In his autobiographical work, Memories, Dreams, Reflections, Jung writes about his relationship with Sigmund Freud in some detail--their discussions, their travels together, their working with each other’s dreams, and his view of Freud as a father figure.  Jung writes: “. . . . Freud, who had always made much of his irreligiosity, had now constructed a dogma; or rather, in the place of a jealous God whom he had lost, he had substituted another compelling image, that of sexuality.  It was no less insistent, exacting, domineering, threatening, and morally ambivalent that the original one.  Just as the psychically stronger agency is given ‘divine’ or ‘daemonic’ attributes, so the ‘sexual libido’ took over the role of the deus absconditus, a hidden or concealed god.” 

Freud, according to Jung, had assigned to “sexuality” all the attributes historically assigned to Yahweh.  Only the name had changed.  Jung makes this important assertion: “If psychology did not exist, but only concrete objects, the one would actually have been destroyed and replaced by the other.  But in reality, that is to say, in psychological experience, there is not one whit the less of urgency, anxiety, compulsiveness, etc.  The problem still remains:  how to overcome or escape our anxiety, bad conscience, guilt, compulsion, unconsciousness and instinctuality.”

 

Applying Jung’s comment about “concrete objects” to the interpretation of dreams can be extremely helpful.  To illustrate the point, I will use some specific dreams:

 

I discovered a secret tunnel in my parents’ basement that led to the world outside.  This dream marked a significant turning point for the dreamer.  Hithertofore, she had lived in a too-small psychic space (psychic but as real as the parental basement in her waking experience and just as limiting).  The unconscious structure of that basement served as a filter of her experiences in her grown-up word.  Her childhood home was an unhappy one.  She "lived " in it into adulthood.  

 

I was sitting in a waiting room when Bill came in, loud and boisterous, upsetting everyone in the room.  The analyst asked, “So, what happens when you get into a “waiting room?”  The dreamer remembered that on the day before the dream she had her car serviced at a dealership.  The dealership computer system went down so there was a long delay. She became very angry and complained loudly.  

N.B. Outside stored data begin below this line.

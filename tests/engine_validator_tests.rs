#![cfg(feature = "dev")]
//! Tests for configuration and genotype validation.
//!
//! ## Test Organization
//!
//! 1. **Configuration** - Point sets, quantiles, penalties, duplicates
//! 2. **Genotypes** - Subset feasibility
//! 3. **Shape** - Point-set mismatch

use robust_subset::internals::engine::validator::Validator;
use robust_subset::internals::primitives::errors::RegressionError;
use robust_subset::internals::primitives::points::PointSet;

// ============================================================================
// Configuration Tests
// ============================================================================

/// Test quantile bounds.
#[test]
fn test_validate_quantile() {
    assert!(Validator::validate_quantile(2, 2, 10).is_ok());
    assert!(Validator::validate_quantile(10, 2, 10).is_ok());
    assert_eq!(
        Validator::validate_quantile(1, 2, 10),
        Err(RegressionError::InvalidQuantile {
            h: 1,
            min: 2,
            max: 10
        })
    );
    assert!(Validator::validate_quantile(11, 2, 10).is_err());
}

/// Test penalty finiteness.
#[test]
fn test_validate_penalty() {
    assert!(Validator::validate_penalty(-f64::MAX).is_ok());
    assert!(Validator::validate_penalty(0.0_f32).is_ok());
    assert!(matches!(
        Validator::validate_penalty(f64::NAN),
        Err(RegressionError::InvalidPenalty(_))
    ));
    assert!(Validator::validate_penalty(f64::INFINITY).is_err());
}

/// Test duplicate-parameter reporting.
#[test]
fn test_validate_no_duplicates() {
    assert!(Validator::validate_no_duplicates(None).is_ok());
    assert_eq!(
        Validator::validate_no_duplicates(Some("quantile")),
        Err(RegressionError::DuplicateParameter {
            parameter: "quantile"
        })
    );
}

/// Test that a point set needs at least d points.
#[test]
fn test_validate_point_set() {
    let enough = PointSet::from_flat(&[1.0, 2.0, 3.0, 4.0], 2).unwrap();
    assert!(Validator::validate_point_set(&enough).is_ok());

    let short = PointSet::from_flat(&[1.0, 2.0, 3.0, 4.0], 4).unwrap();
    assert_eq!(
        Validator::validate_point_set(&short),
        Err(RegressionError::TooFewPoints { got: 1, min: 4 })
    );
}

// ============================================================================
// Genotype Tests
// ============================================================================

/// Test feasible subsets.
#[test]
fn test_check_subset_feasible() {
    assert!(Validator::check_subset(&[0, 1], 2, 5).is_ok());
    assert!(Validator::check_subset(&[4, 0, 2], 3, 5).is_ok());
}

/// Test that every kind of infeasible subset reports its usable count.
#[test]
fn test_check_subset_infeasible() {
    let cases: [(&[usize], usize); 5] = [
        (&[1], 1),
        (&[1, 2, 3], 3),
        (&[2, 2], 1),
        (&[1, 9], 1),
        (&[], 0),
    ];
    for (indices, usable) in cases {
        assert_eq!(
            Validator::check_subset(indices, 2, 5),
            Err(RegressionError::InfeasibleGenotype {
                expected: 2,
                got: usable
            }),
            "{indices:?}"
        );
    }
}

// ============================================================================
// Shape Tests
// ============================================================================

/// Test point-set shape checks.
#[test]
fn test_validate_shape() {
    let points = PointSet::from_flat(&[1.0, 2.0, 3.0, 4.0, 5.0, 6.0], 2).unwrap();
    assert!(Validator::validate_shape(&points, 3, 2).is_ok());
    assert_eq!(
        Validator::validate_shape(&points, 3, 3),
        Err(RegressionError::PointSetMismatch {
            expected_n: 3,
            expected_d: 3,
            got_n: 3,
            got_d: 2
        })
    );
}
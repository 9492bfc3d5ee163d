//! Tests for hyperplane fitting and residuals.
//!
//! These tests verify the fitting substrate shared by every loss:
//! - Exact fits through d support points
//! - Least-squares refits over a trimmed ordering
//! - Residual computation against arbitrary points
//!
//! ## Test Organization
//!
//! 1. **Support Fits** - Exact reproduction of support points for several d
//! 2. **Singular Systems** - Degenerate and underdetermined supports
//! 3. **Refits** - Trimmed and full least squares
//! 4. **Residuals** - Signs, squares and dimension checks

use approx::{assert_abs_diff_eq, assert_relative_eq};

use robust_subset::prelude::*;

// ============================================================================
// Helper Functions
// ============================================================================

/// Points `[y, x_1, ..., x_{d-1}]` on the plane with the given coefficients.
fn points_on_plane(coefficients: &[f64], predictors: &[Vec<f64>]) -> Vec<Point<f64>> {
    predictors
        .iter()
        .map(|x| {
            let y = coefficients[0]
                + coefficients[1..]
                    .iter()
                    .zip(x)
                    .map(|(b, xi)| b * xi)
                    .sum::<f64>();
            let mut coords = vec![y];
            coords.extend_from_slice(x);
            Point::new(coords)
        })
        .collect()
}

// ============================================================================
// Support Fit Tests
// ============================================================================

/// Test that a line through two points reproduces them exactly.
#[test]
fn test_fit_from_support_line() {
    let a = Point::new(vec![3.0, 1.0]);
    let b = Point::new(vec![9.0, 4.0]);
    let plane = HyperplaneFit::fit_from_support(&[&a, &b]).unwrap();

    assert_relative_eq!(plane.intercept(), 1.0, epsilon = 1e-10);
    assert_relative_eq!(plane.slopes()[0], 2.0, epsilon = 1e-10);
    assert_abs_diff_eq!(plane.residual(&a), 0.0, epsilon = 1e-10);
    assert_abs_diff_eq!(plane.residual(&b), 0.0, epsilon = 1e-10);
}

/// Test exact reproduction of support points for d = 2, 3 and 4.
#[test]
fn test_fit_from_support_reproduces_points() {
    let cases: Vec<(Vec<f64>, Vec<Vec<f64>>)> = vec![
        (vec![-1.0, 0.5], vec![vec![2.0], vec![-3.0]]),
        (
            vec![1.0, 2.0, -3.0],
            vec![vec![0.0, 0.0], vec![1.0, 0.0], vec![0.0, 1.0]],
        ),
        (
            vec![0.25, 1.5, -2.0, 4.0],
            vec![
                vec![1.0, 2.0, 0.0],
                vec![-1.0, 0.5, 3.0],
                vec![2.0, -1.0, 1.0],
                vec![0.0, 0.0, -2.0],
            ],
        ),
    ];

    for (coefficients, predictors) in cases {
        let support = points_on_plane(&coefficients, &predictors);
        let refs: Vec<&Point<f64>> = support.iter().collect();
        let plane = HyperplaneFit::fit_from_support(&refs).unwrap();

        assert_eq!(plane.dimension(), coefficients.len());
        for (got, want) in plane.coefficients().iter().zip(&coefficients) {
            assert_relative_eq!(*got, *want, epsilon = 1e-9);
        }
        for point in &support {
            assert_abs_diff_eq!(plane.residual(point), 0.0, epsilon = 1e-9);
        }
    }
}

/// Test the degenerate d = 1 case: the intercept is the single response.
#[test]
fn test_fit_from_support_constant() {
    let p = Point::new(vec![4.5]);
    let plane = HyperplaneFit::fit_from_support(&[&p]).unwrap();
    assert_relative_eq!(plane.intercept(), 4.5, epsilon = 1e-12);
    assert!(plane.slopes().is_empty());
}

/// Test single precision fitting.
#[test]
fn test_fit_from_support_f32() {
    let a = Point::new(vec![1.0_f32, 0.0]);
    let b = Point::new(vec![5.0_f32, 2.0]);
    let plane = HyperplaneFit::fit_from_support(&[&a, &b]).unwrap();
    assert_relative_eq!(plane.intercept(), 1.0_f32, epsilon = 1e-5);
    assert_relative_eq!(plane.slopes()[0], 2.0_f32, epsilon = 1e-5);
}

// ============================================================================
// Singular System Tests
// ============================================================================

/// Test that two points sharing an x value are singular.
#[test]
fn test_fit_from_support_duplicate_x_is_singular() {
    let a = Point::new(vec![1.0, 2.0]);
    let b = Point::new(vec![3.0, 2.0]);
    assert_eq!(
        HyperplaneFit::fit_from_support(&[&a, &b]),
        Err(RegressionError::SingularSystem { dimension: 2 })
    );
}

/// Test that three collinear predictors in d = 3 are singular.
#[test]
fn test_fit_from_support_collinear_predictors_is_singular() {
    let a = Point::new(vec![1.0, 0.0, 0.0]);
    let b = Point::new(vec![2.0, 1.0, 1.0]);
    let c = Point::new(vec![4.0, 2.0, 2.0]);
    assert!(matches!(
        HyperplaneFit::fit_from_support(&[&a, &b, &c]),
        Err(RegressionError::SingularSystem { dimension: 3 })
    ));
}

/// Test that fewer than d points or no points at all are singular.
#[test]
fn test_fit_from_support_too_few_points() {
    let a = Point::new(vec![1.0, 0.0, 0.0]);
    let b = Point::new(vec![2.0, 1.0, 0.0]);
    assert!(matches!(
        HyperplaneFit::fit_from_support(&[&a, &b]),
        Err(RegressionError::SingularSystem { .. })
    ));
    assert!(matches!(
        HyperplaneFit::fit_from_support::<f64>(&[]),
        Err(RegressionError::SingularSystem { .. })
    ));
}

// ============================================================================
// Refit Tests
// ============================================================================

/// Test that the trimmed refit ignores points beyond the quantile.
#[test]
fn test_refit_weighted_excludes_outlier() {
    let mut points = points_on_plane(
        &[1.0, 3.0],
        &[
            vec![0.0],
            vec![1.0],
            vec![2.0],
            vec![3.0],
            vec![4.0],
            vec![5.0],
        ],
    );
    points.push(Point::new(vec![100.0, 6.0]));
    let set = PointSet::new(points).unwrap();

    let truth = Hyperplane::new(vec![1.0, 3.0]);
    let residuals = HyperplaneFit::residuals_against(&truth, set.points()).unwrap();
    let ordering = residuals.sorted_by_squared();
    assert_eq!(ordering.last().unwrap().index, 6);

    let refit = HyperplaneFit::refit_weighted(&set, &ordering, 6).unwrap();
    assert_relative_eq!(refit.intercept(), 1.0, epsilon = 1e-9);
    assert_relative_eq!(refit.slopes()[0], 3.0, epsilon = 1e-9);
}

/// Test refit argument checks.
#[test]
fn test_refit_weighted_invalid_quantile() {
    let set = PointSet::from_flat(&[0.0, 0.0, 1.0, 1.0, 2.0, 2.0], 2).unwrap();
    let plane = Hyperplane::new(vec![0.0, 1.0]);
    let ordering = HyperplaneFit::residuals_against(&plane, set.points())
        .unwrap()
        .sorted_by_squared();

    assert!(matches!(
        HyperplaneFit::refit_weighted(&set, &ordering, 4),
        Err(RegressionError::InvalidOrderIndex { .. })
    ));
    assert!(matches!(
        HyperplaneFit::refit_weighted(&set, &ordering, 1),
        Err(RegressionError::SingularSystem { dimension: 2 })
    ));
}

/// Test ordinary least squares against the closed-form simple regression.
#[test]
fn test_ordinary_least_squares() {
    // x = 0, 1, 2; y = 0, 1, 5 → slope 2.5, intercept -0.5
    let set = PointSet::from_flat(&[0.0, 0.0, 1.0, 1.0, 5.0, 2.0], 2).unwrap();
    let plane = HyperplaneFit::ordinary_least_squares(&set).unwrap();
    assert_relative_eq!(plane.intercept(), -0.5, epsilon = 1e-10);
    assert_relative_eq!(plane.slopes()[0], 2.5, epsilon = 1e-10);
}

// ============================================================================
// Residual Tests
// ============================================================================

/// Test residual signs, squares and ordering.
#[test]
fn test_residuals_against() {
    let set = PointSet::from_flat(&[1.0, 0.0, 0.0, 1.0, 5.0, 2.0], 2).unwrap();
    let plane = Hyperplane::new(vec![0.0, 1.0]);
    let residuals = HyperplaneFit::residuals_against(&plane, set.points()).unwrap();

    assert_eq!(residuals.len(), 3);
    assert_eq!(residuals.signed_values(), vec![1.0, -1.0, 3.0]);
    assert_eq!(residuals.squared_values(), vec![1.0, 1.0, 9.0]);

    // Ties on the squared residual are broken by point index.
    let order: Vec<usize> = residuals.sorted_by_squared().iter().map(|e| e.index).collect();
    assert_eq!(order, vec![0, 1, 2]);
    let order: Vec<usize> = residuals.sorted_by_signed().iter().map(|e| e.index).collect();
    assert_eq!(order, vec![1, 0, 2]);
}

/// Test that a point of the wrong dimension is reported.
#[test]
fn test_residuals_against_dimension_mismatch() {
    let plane = Hyperplane::new(vec![0.0, 1.0]);
    let points = vec![Point::new(vec![1.0, 2.0, 3.0])];
    assert_eq!(
        HyperplaneFit::residuals_against(&plane, &points),
        Err(RegressionError::DimensionMismatch {
            index: 0,
            expected: 2,
            got: 3
        })
    );
}

/// Test that a hyperplane without coefficients is rejected.
#[test]
fn test_residuals_against_empty_hyperplane() {
    let plane = Hyperplane::<f64>::new(vec![]);
    let points = vec![Point::new(vec![])];
    assert!(matches!(
        HyperplaneFit::residuals_against(&plane, &points),
        Err(RegressionError::InvalidInput(_))
    ));
}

"And what about Bill?" the analyst inquired, introducing a bit of humor into a delicate situation as they both smiled, silently remembering the film, "What about Bob."  "Bill is a man I work with.  He makes mountains out of molehills."   


Bingo!  The “waiting room” in her psyche was very real and very troubling.  When she got into such a place in her real life, her unconscious "Bill," a very real factor in her psychic economy, was her trigger for anger as he grossly exaggerated small issues.  The dreamer had suffered an unconscious complex that had caused her much trouble in her life.  Information delivered by the dream freed her from that complex.

 

In both dreams, it was obvious to the analyst (and probably to others) what the dreamers’ problems were, but she knew a direct approach to them would raise up great resistances and would serve no purpose.  The analyst was also well aware that people will accept a lesson from a dream that not even a saint could deliver with mere words.  


Both these examples illustrate another, sometimes extremely subtle fact:  What is real is that which has real effects in the world.  They also point to the ways dreams can help us to, "overcome or escape our anxiety, bad conscience, guilt, compulsion, unconsciousness and instinctuality.”